Justin Lieberman. American (1977 - ). Candles, 2012. Ink, watercolor, marker and collage on very thick, rough, white paper. Gift of Suzi Schiffer Parrasch, class of 1982, and Franklin Parrasch on the occassion of her 30th reunion. Photography by Petegorsky/Gipe. SC 2012:22
“As soon as I saw the monster's exhibit I knew the students would love how vibrant and modern the works were. It was incredible to see students who were usually causing trouble in the classroom engaged and calling to their friends to look at the ‘super awesome’ paintings and pictures of monsters. The visit to the museum with the students was my favorite part of my teaching pre-practicum experience.”
C.A. Lane - Lane's Telescopic View of Great Exhibition of 1851
C.A. Lane, British. Lane's Telescopic View of Great Exhibition of 1851. Engraving printed in color on paper folded into a book-like object. Purchased. Photography by Petegorsky/Gipe. SC 1951:136.
From Janis Mink, Smith College class of 1977: “I loved my 19th century architecture class with Helen Searing. For her class I did a report on a large glass building constructed in Hyde Park for the Great Exhibition of the Works of Industry of All Nations, 1851. It turned out that the Smith Museum had a paper mock-up of the building, which I brought to class and showed.”
View through the viewfinder of “Lane's Telescopic View of Great Exhibition of 1851”
“The Crystal Palace is an important work for the history of modern architecture, as it was an innovative work that used pre-fabrication and pushed glass production to the extreme.

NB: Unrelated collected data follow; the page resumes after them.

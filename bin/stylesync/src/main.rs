//! # StyleSync Binary
//!
//! The entry point that assembles the application based on compile-time features.

use actix_web::{web, App, HttpServer};
use ss_api::random::ThreadRandom;
use ss_api::{configure_routes, middleware, FacadeOptions, Ports, StyleSync};
use ss_config::Settings;
use ss_core::traits::{AuthProvider, LocalStore, ObjectStore, RowStore};
use std::sync::Arc;
use tracing::info;
use tracing_subscriber::EnvFilter;

// Feature-gated imports: each port is compiled to order
#[cfg(feature = "backend-rest")]
use ss_backend_rest::RestBackend;

#[cfg(feature = "local-sqlite")]
use ss_local_sqlite::SqliteLocalStore;

#[cfg(feature = "storage-local")]
use ss_storage_local::LocalObjectStore;

#[cfg(feature = "auth-simple")]
use ss_auth_simple::SimpleAuthProvider;

#[cfg(not(any(feature = "backend-rest", feature = "auth-simple")))]
compile_error!("enable `backend-rest` or `auth-simple` so sessions can be resolved");

fn init_logging(settings: &Settings) {
    // RUST_LOG wins over the configured filter.
    let filter = EnvFilter::try_from_default_env().unwrap_or_else(|_| EnvFilter::new(&settings.log.filter));
    let builder = tracing_subscriber::fmt().with_env_filter(filter);
    if settings.log.json {
        builder.json().init();
    } else {
        builder.init();
    }
}

/// Creates the directory holding a file-backed SQLite database.
#[cfg(feature = "local-sqlite")]
fn ensure_database_dir(url: &str) -> std::io::Result<()> {
    let path = url.trim_start_matches("sqlite://").trim_start_matches("sqlite:");
    if path.starts_with(':') {
        return Ok(());
    }
    match std::path::Path::new(path.split('?').next().unwrap_or(path)).parent() {
        Some(dir) if !dir.as_os_str().is_empty() => std::fs::create_dir_all(dir),
        _ => Ok(()),
    }
}

/// Offline row store: the demo categories plus the configured buckets.
#[cfg(not(feature = "backend-rest"))]
fn memory_backend(settings: &Settings) -> anyhow::Result<Arc<ss_backend_memory::MemoryBackend>> {
    let backend = ss_backend_memory::MemoryBackend::with_buckets(&[settings.storage.items_bucket.as_str(), settings.storage.avatars_bucket.as_str()]);
    let categories = ss_api::mock::categories(chrono::Utc::now())
        .into_iter()
        .map(serde_json::to_value)
        .collect::<Result<Vec<_>, _>>()?;
    backend.seed(ss_core::query::Table::Categories, categories);
    Ok(Arc::new(backend))
}

#[actix_web::main]
async fn main() -> anyhow::Result<()> {
    let settings = Settings::load()?;
    init_logging(&settings);

    // 1. Rows (and, unless overridden below, objects and auth)
    #[cfg(feature = "backend-rest")]
    let remote = {
        let (url, key) = settings.require_backend()?;
        info!(url, "Using hosted backend");
        Arc::new(RestBackend::new(url, key.clone()))
    };
    #[cfg(not(feature = "backend-rest"))]
    let remote = {
        info!("No hosted backend compiled in, using the in-memory store");
        memory_backend(&settings)?
    };
    let rows: Arc<dyn RowStore> = remote.clone();

    // 2. Object storage
    #[cfg(feature = "storage-local")]
    let local_objects = {
        let store = LocalObjectStore::new(settings.storage.root.clone().into(), settings.storage.url_prefix.clone());
        for bucket in [&settings.storage.items_bucket, &settings.storage.avatars_bucket] {
            store.create_bucket(bucket).await?;
        }
        Arc::new(store)
    };
    #[cfg(feature = "storage-local")]
    let objects: Arc<dyn ObjectStore> = local_objects;
    #[cfg(not(feature = "storage-local"))]
    let objects: Arc<dyn ObjectStore> = remote.clone();

    // 3. Auth
    #[cfg(feature = "auth-simple")]
    let auth: Arc<dyn AuthProvider> =
        Arc::new(SimpleAuthProvider::new(chrono::Duration::hours(settings.auth.session_ttl_hours)));
    #[cfg(all(feature = "backend-rest", not(feature = "auth-simple")))]
    let auth: Arc<dyn AuthProvider> = remote.clone();

    // 4. Local fallback cache
    #[cfg(feature = "local-sqlite")]
    let local: Arc<dyn LocalStore> = {
        ensure_database_dir(&settings.local.database_url)?;
        Arc::new(SqliteLocalStore::connect(&settings.local.database_url).await?)
    };
    #[cfg(not(feature = "local-sqlite"))]
    let local: Arc<dyn LocalStore> = Arc::new(ss_backend_memory::MemoryLocalStore::new());

    let options = FacadeOptions {
        items_bucket: settings.storage.items_bucket.clone(),
        avatars_bucket: settings.storage.avatars_bucket.clone(),
        mock_data: settings.fallback.mock_data,
    };
    let state = web::Data::new(StyleSync::new(
        Ports { rows, objects, auth, local, random: Arc::new(ThreadRandom) },
        options,
    ));

    let (host, port) = (settings.server.host.clone(), settings.server.port);
    info!("StyleSync starting on http://{host}:{port}");

    #[cfg(feature = "storage-local")]
    let (storage_root, storage_prefix) = (settings.storage.root.clone(), settings.storage.url_prefix.clone());

    HttpServer::new(move || {
        let app = App::new()
            .wrap(middleware::standard_middleware())
            .wrap(middleware::cors_policy())
            .app_data(state.clone())
            .configure(configure_routes);
        #[cfg(feature = "storage-local")]
        let app = app.service(actix_files::Files::new(&storage_prefix, &storage_root));
        app
    })
    .bind((host.as_str(), port))?
    .run()
    .await?;
    Ok(())
}
//! # Core Traits (Ports)
//!
//! Any plugin must implement these traits to be wired into the facade.
//! Ports speak `anyhow::Result`; the facade decides which failures are
//! recoverable.

use crate::models::{OAuthProvider, Session, SignUpOutcome};
use crate::query::{Filter, Join, Query, Table};
use async_trait::async_trait;
use bytes::Bytes;
use serde_json::Value;
use std::fmt;

/// Row-level persistence contract of the hosted backend.
#[cfg_attr(any(test, feature = "testing"), mockall::automock)]
#[async_trait]
pub trait RowStore: Send + Sync {
    /// Runs a filtered, ordered read. Joined rows are attached under their alias.
    async fn select(&self, query: &Query) -> anyhow::Result<Vec<Value>>;

    /// Inserts one row and returns it as stored, with server-filled columns.
    async fn insert(&self, table: Table, row: Value, joins: &[Join]) -> anyhow::Result<Value>;

    /// Merges `patch` into the row with `id` that also satisfies every
    /// `scope` filter. `None` when no such row exists.
    async fn update(
        &self,
        table: Table,
        id: &str,
        scope: &[Filter],
        patch: Value,
        joins: &[Join],
    ) -> anyhow::Result<Option<Value>>;

    /// Deletes the row with `id` that satisfies every `scope` filter.
    /// Returns whether a row was removed.
    async fn delete(&self, table: Table, id: &str, scope: &[Filter]) -> anyhow::Result<bool>;
}

/// Bucketed blob storage with public URLs.
#[cfg_attr(any(test, feature = "testing"), mockall::automock)]
#[async_trait]
pub trait ObjectStore: Send + Sync {
    async fn list_buckets(&self) -> anyhow::Result<Vec<String>>;

    /// Lists object names under `prefix`, at most `limit` of them.
    async fn list_objects(&self, bucket: &str, prefix: &str, limit: usize) -> anyhow::Result<Vec<String>>;

    /// Stores `data` at `path` inside `bucket` and returns the stored path.
    async fn upload(&self, bucket: &str, path: &str, data: Bytes, content_type: &str) -> anyhow::Result<String>;

    /// Public URL for an object. Pure string work, never touches the network.
    fn public_url(&self, bucket: &str, path: &str) -> String;

    async fn remove(&self, bucket: &str, paths: &[String]) -> anyhow::Result<()>;
}

/// Logical keys of the local fallback store.
#[derive(Debug, Clone, Copy, PartialEq, Eq, Hash)]
pub enum LocalKey {
    Items,
    Outfits,
    Events,
}

impl LocalKey {
    pub const ALL: [LocalKey; 3] = [LocalKey::Items, LocalKey::Outfits, LocalKey::Events];

    pub fn as_str(&self) -> &'static str {
        match self {
            LocalKey::Items => "stylesync_items",
            LocalKey::Outfits => "stylesync_outfits",
            LocalKey::Events => "stylesync_events",
        }
    }
}

impl fmt::Display for LocalKey {
    fn fmt(&self, f: &mut fmt::Formatter<'_>) -> fmt::Result {
        f.write_str(self.as_str())
    }
}

/// Device-local key/value persistence. Values are JSON documents.
#[cfg_attr(any(test, feature = "testing"), mockall::automock)]
#[async_trait]
pub trait LocalStore: Send + Sync {
    async fn get(&self, key: LocalKey) -> anyhow::Result<Option<String>>;
    async fn set(&self, key: LocalKey, value: &str) -> anyhow::Result<()>;
    async fn clear(&self, key: LocalKey) -> anyhow::Result<()>;
}

/// Identity contract. Tokens are opaque to the rest of the system.
#[cfg_attr(any(test, feature = "testing"), mockall::automock)]
#[async_trait]
pub trait AuthProvider: Send + Sync {
    /// Resolves an access token to its session, `None` if it is unknown or expired.
    async fn session(&self, access_token: &str) -> anyhow::Result<Option<Session>>;

    async fn sign_in_with_password(&self, email: &str, password: &str) -> anyhow::Result<Session>;

    /// Returns the URL the user must visit to complete a federated sign-in.
    async fn sign_in_with_oauth(&self, provider: OAuthProvider, redirect_to: &str) -> anyhow::Result<String>;

    async fn sign_up(&self, email: &str, password: &str, full_name: &str) -> anyhow::Result<SignUpOutcome>;

    async fn sign_out(&self, access_token: &str) -> anyhow::Result<()>;
}

/// Source of uniform random indices.
#[cfg_attr(any(test, feature = "testing"), mockall::automock)]
pub trait RandomSource: Send + Sync {
    /// Returns an index in `0..len`. `len` is never zero.
    fn index(&self, len: usize) -> usize;
}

It was visionary, as well as environmentally sensitive and poetic, as its length was 1851 feet, corresponding to the year, it spanned the crowns of Hyde Park trees, including them in its interior space and preventing their felling, and it could be broken down and reassembled in another location after the temporary exhibit. And it was not built by an architect!”
ART STORIES will be on view until February 9, 2014. You can find more personal accounts from the Smith community in the Nixon Gallery, second floor, and spread throughout the Smith College Museum of Art.